** Opening Data to process block **

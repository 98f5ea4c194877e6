use std::sync::{Arc, Mutex};
use std::time::{Duration, Instant};

use dashmap::DashMap;
use tracing::{info, instrument, warn};

use crate::backend::WorkerBackend;
use crate::error::{InvokerError, Result};
use crate::types::{InvokeOptions, InvokeOutcome, SessionKey};

const PASSIVE_SKIP_SENTINEL: &str = "PASSIVE_SKIP";

const PROMPT_TOO_LONG_PATTERNS: &[&str] = &["prompt is too long", "context_length_exceeded"];

const IDENTITY_FAILURE_PATTERNS: &[&str] = &[
    "can't roleplay",
    "cannot roleplay",
    "can't pretend",
    "cannot pretend",
    "persistent memory",
    "persistent memories",
    "i'm claude",
    "i am claude",
    "as an ai assistant",
];

fn contains_any(haystack: &str, patterns: &[&str]) -> bool {
    let lower = haystack.to_lowercase();
    patterns.iter().any(|p| lower.contains(p))
}

struct SessionState {
    initialized: bool,
    turn_count: u32,
    context_tokens: u64,
    last_activity: Instant,
}

impl SessionState {
    fn fresh() -> Self {
        Self { initialized: false, turn_count: 0, context_tokens: 0, last_activity: Instant::now() }
    }
}

/// Bounds beyond which a session is torn down and reinitialised.
#[derive(Debug, Clone, Copy)]
pub struct SessionBounds {
    pub max_context_tokens: u64,
    pub max_turns: u32,
    pub max_idle_seconds: u64,
}

impl Default for SessionBounds {
    fn default() -> Self {
        Self { max_context_tokens: 100_000, max_turns: 200, max_idle_seconds: 3600 }
    }
}

/// Owns a pool of long-lived worker sessions, one per [`SessionKey`], and
/// serialises invocations per session (a pool lock guards session-key
/// lookup; each session itself is effectively single-threaded).
pub struct Invoker {
    backend: Arc<dyn WorkerBackend>,
    sessions: DashMap<SessionKey, Mutex<SessionState>>,
    model: String,
    bounds: SessionBounds,
    diagnostics_dir: Option<std::path::PathBuf>,
}

impl Invoker {
    pub fn new(backend: Arc<dyn WorkerBackend>, model: impl Into<String>, bounds: SessionBounds) -> Self {
        Self { backend, sessions: DashMap::new(), model: model.into(), bounds, diagnostics_dir: None }
    }

    /// Enable identity-failure diagnostic artefacts under `dir` (§4.6:
    /// "write a diagnostic artefact for later inspection").
    pub fn with_diagnostics_dir(mut self, dir: impl Into<std::path::PathBuf>) -> Self {
        self.diagnostics_dir = Some(dir.into());
        self
    }

    /// Best-effort write of a reply that matched the identity-failure
    /// heuristic; failures to write are logged, never propagated — the
    /// reply is still returned to the caller regardless.
    fn record_identity_failure(&self, session_key: &SessionKey, reply: &str) {
        let Some(dir) = &self.diagnostics_dir else { return };
        if let Err(e) = std::fs::create_dir_all(dir) {
            warn!(error = %e, "failed to create diagnostics directory");
            return;
        }
        let path = dir.join(format!("identity-failure-{}-{}.txt", session_key.format(), chrono::Utc::now().timestamp_millis()));
        if let Err(e) = std::fs::write(&path, reply) {
            warn!(error = %e, path = %path.display(), "failed to write identity-failure diagnostic artefact");
        }
    }

    /// Tear down and reinitialise a session if any of its bounds have
    /// tripped. Returns `true` if a restart occurred.
    fn check_and_restart(&self, key: &SessionKey) -> bool {
        let entry = self.sessions.entry(key.clone()).or_insert_with(|| Mutex::new(SessionState::fresh()));
        let mut state = entry.lock().unwrap();
        let idle = state.last_activity.elapsed() >= Duration::from_secs(self.bounds.max_idle_seconds);
        let over_context = state.context_tokens >= self.bounds.max_context_tokens;
        let over_turns = state.turn_count >= self.bounds.max_turns;

        if idle || over_context || over_turns {
            info!(
                session = %key,
                idle,
                over_context,
                over_turns,
                "session bound tripped, restarting"
            );
            *state = SessionState::fresh();
            true
        } else {
            false
        }
    }

    /// Invoke the worker once for `prompt`, tracking session state on
    /// success. Returns `Err(PromptTooLong)` when the configured
    /// substring patterns are detected in stdout/stderr, surfacing the
    /// condition to the dispatcher rather than retrying internally.
    #[instrument(skip(self, prompt), fields(session = %session_key))]
    pub async fn invoke(
        &self,
        prompt: &str,
        session_key: &SessionKey,
        options: &InvokeOptions,
    ) -> Result<InvokeOutcome> {
        self.check_and_restart(session_key);

        let entry = self
            .sessions
            .entry(session_key.clone())
            .or_insert_with(|| Mutex::new(SessionState::fresh()));
        let already_initialized = entry.lock().unwrap().initialized;

        let resume_id = if options.use_session && already_initialized {
            Some(session_key.format())
        } else {
            None
        };
        let model = options.model_override.as_deref().unwrap_or(&self.model);
        let timeout = Duration::from_secs(options.timeout_seconds);

        let raw = self.backend.run(prompt, model, resume_id.as_deref(), timeout).await?;

        if contains_any(&raw.stdout, PROMPT_TOO_LONG_PATTERNS)
            || contains_any(&raw.stderr, PROMPT_TOO_LONG_PATTERNS)
        {
            return Err(InvokerError::PromptTooLong);
        }

        if !raw.success {
            return Err(InvokerError::WorkerFailure(raw.stderr));
        }

        if contains_any(&raw.stdout, IDENTITY_FAILURE_PATTERNS) {
            warn!(session = %session_key, "identity failure heuristic matched in worker reply");
            self.record_identity_failure(session_key, &raw.stdout);
        }

        {
            let mut state = entry.lock().unwrap();
            state.initialized = true;
            state.turn_count += 1;
            state.context_tokens += (prompt.len() as u64 + raw.stdout.len() as u64) / 4;
            state.last_activity = Instant::now();
        }

        if raw.stdout.is_empty() || raw.stdout == PASSIVE_SKIP_SENTINEL {
            return Ok(InvokeOutcome::PassiveSkip);
        }
        Ok(InvokeOutcome::Ok(raw.stdout))
    }

    /// Invoke with progressive context reduction: on `PromptTooLong`,
    /// call `reducer(prompt, retry_count)` to shrink the prompt and try
    /// again, up to `max_retries` times.
    pub async fn invoke_with_retry(
        &self,
        prompt: &str,
        session_key: &SessionKey,
        options: &InvokeOptions,
        max_retries: u32,
        reducer: impl Fn(&str, u32) -> String,
    ) -> Result<InvokeOutcome> {
        let mut current = prompt.to_string();
        for retry in 0..=max_retries {
            match self.invoke(&current, session_key, options).await {
                Ok(outcome) => return Ok(outcome),
                Err(InvokerError::PromptTooLong) => {
                    if retry >= max_retries {
                        return Err(InvokerError::PromptTooLong);
                    }
                    current = reducer(&current, retry + 1);
                }
                Err(e) => return Err(e),
            }
        }
        Err(InvokerError::PromptTooLong)
    }
}

#[cfg(test)]
mod tests {
    use super::*;
    use crate::backend::RawOutput;
    use async_trait::async_trait;
    use std::sync::atomic::{AtomicUsize, Ordering};

    struct ScriptedBackend {
        responses: Mutex<Vec<RawOutput>>,
        calls: AtomicUsize,
    }

    #[async_trait]
    impl WorkerBackend for ScriptedBackend {
        async fn run(
            &self,
            _prompt: &str,
            _model: &str,
            _resume_session_id: Option<&str>,
            _timeout: Duration,
        ) -> Result<RawOutput> {
            self.calls.fetch_add(1, Ordering::SeqCst);
            let mut responses = self.responses.lock().unwrap();
            Ok(responses.remove(0))
        }
    }

    fn ok(text: &str) -> RawOutput {
        RawOutput { stdout: text.to_string(), stderr: String::new(), success: true }
    }

    #[tokio::test]
    async fn successful_invocation_tracks_session_state() {
        let backend = Arc::new(ScriptedBackend {
            responses: Mutex::new(vec![ok("hello there")]),
            calls: AtomicUsize::new(0),
        });
        let invoker = Invoker::new(backend, "sonnet", SessionBounds::default());
        let key = SessionKey::new("lyra", "chat");
        let outcome = invoker.invoke("hi", &key, &InvokeOptions::default()).await.unwrap();
        match outcome {
            InvokeOutcome::Ok(text) => assert_eq!(text, "hello there"),
            InvokeOutcome::PassiveSkip => panic!("expected Ok outcome"),
        }
    }

    #[tokio::test]
    async fn empty_reply_is_passive_skip() {
        let backend = Arc::new(ScriptedBackend {
            responses: Mutex::new(vec![ok("")]),
            calls: AtomicUsize::new(0),
        });
        let invoker = Invoker::new(backend, "sonnet", SessionBounds::default());
        let key = SessionKey::new("lyra", "reflection");
        let outcome = invoker.invoke("hi", &key, &InvokeOptions::default()).await.unwrap();
        assert!(matches!(outcome, InvokeOutcome::PassiveSkip));
    }

    #[tokio::test]
    async fn prompt_too_long_is_detected() {
        let backend = Arc::new(ScriptedBackend {
            responses: Mutex::new(vec![RawOutput {
                stdout: "Prompt is too long for this model".to_string(),
                stderr: String::new(),
                success: true,
            }]),
            calls: AtomicUsize::new(0),
        });
        let invoker = Invoker::new(backend, "sonnet", SessionBounds::default());
        let key = SessionKey::new("lyra", "chat");
        let err = invoker.invoke("hi", &key, &InvokeOptions::default()).await.unwrap_err();
        assert!(matches!(err, InvokerError::PromptTooLong));
    }

    #[tokio::test]
    async fn retry_reduces_prompt_until_it_fits() {
        let backend = Arc::new(ScriptedBackend {
            responses: Mutex::new(vec![
                RawOutput { stdout: "prompt is too long".to_string(), stderr: String::new(), success: true },
                ok("fits now"),
            ]),
            calls: AtomicUsize::new(0),
        });
        let invoker = Invoker::new(backend.clone(), "sonnet", SessionBounds::default());
        let key = SessionKey::new("lyra", "chat");
        let outcome = invoker
            .invoke_with_retry("a long prompt", &key, &InvokeOptions::default(), 3, |p, _retry| {
                p[..p.len() / 2].to_string()
            })
            .await
            .unwrap();
        match outcome {
            InvokeOutcome::Ok(text) => assert_eq!(text, "fits now"),
            InvokeOutcome::PassiveSkip => panic!("expected Ok outcome"),
        }
        assert_eq!(backend.calls.load(Ordering::SeqCst), 2);
    }

    #[tokio::test]
    async fn restart_resets_session_after_turn_limit() {
        let backend = Arc::new(ScriptedBackend {
            responses: Mutex::new(vec![ok("one"), ok("two")]),
            calls: AtomicUsize::new(0),
        });
        let bounds = SessionBounds { max_context_tokens: 100_000, max_turns: 1, max_idle_seconds: 3600 };
        let invoker = Invoker::new(backend, "sonnet", bounds);
        let key = SessionKey::new("lyra", "chat");
        invoker.invoke("hi", &key, &InvokeOptions::default()).await.unwrap();
        assert!(invoker.check_and_restart(&key));
    }

    #[tokio::test]
    async fn identity_failure_reply_is_still_returned_and_logged_to_disk() {
        let dir = tempfile::TempDir::new().unwrap();
        let backend = Arc::new(ScriptedBackend {
            responses: Mutex::new(vec![ok("As an AI assistant, I can't roleplay that persona.")]),
            calls: AtomicUsize::new(0),
        });
        let invoker =
            Invoker::new(backend, "sonnet", SessionBounds::default()).with_diagnostics_dir(dir.path());
        let key = SessionKey::new("lyra", "chat");
        let outcome = invoker.invoke("hi", &key, &InvokeOptions::default()).await.unwrap();

        match outcome {
            InvokeOutcome::Ok(text) => assert!(text.contains("As an AI assistant")),
            InvokeOutcome::PassiveSkip => panic!("expected Ok outcome, reply still returned to caller"),
        }
        let entries: Vec<_> = std::fs::read_dir(dir.path()).unwrap().collect();
        assert_eq!(entries.len(), 1);
    }
}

** Closing Data to process block **

Exercise description: Looking back over the records above, in how many lines does the word "assistant" occur? Give the number alone.

Answer space: 3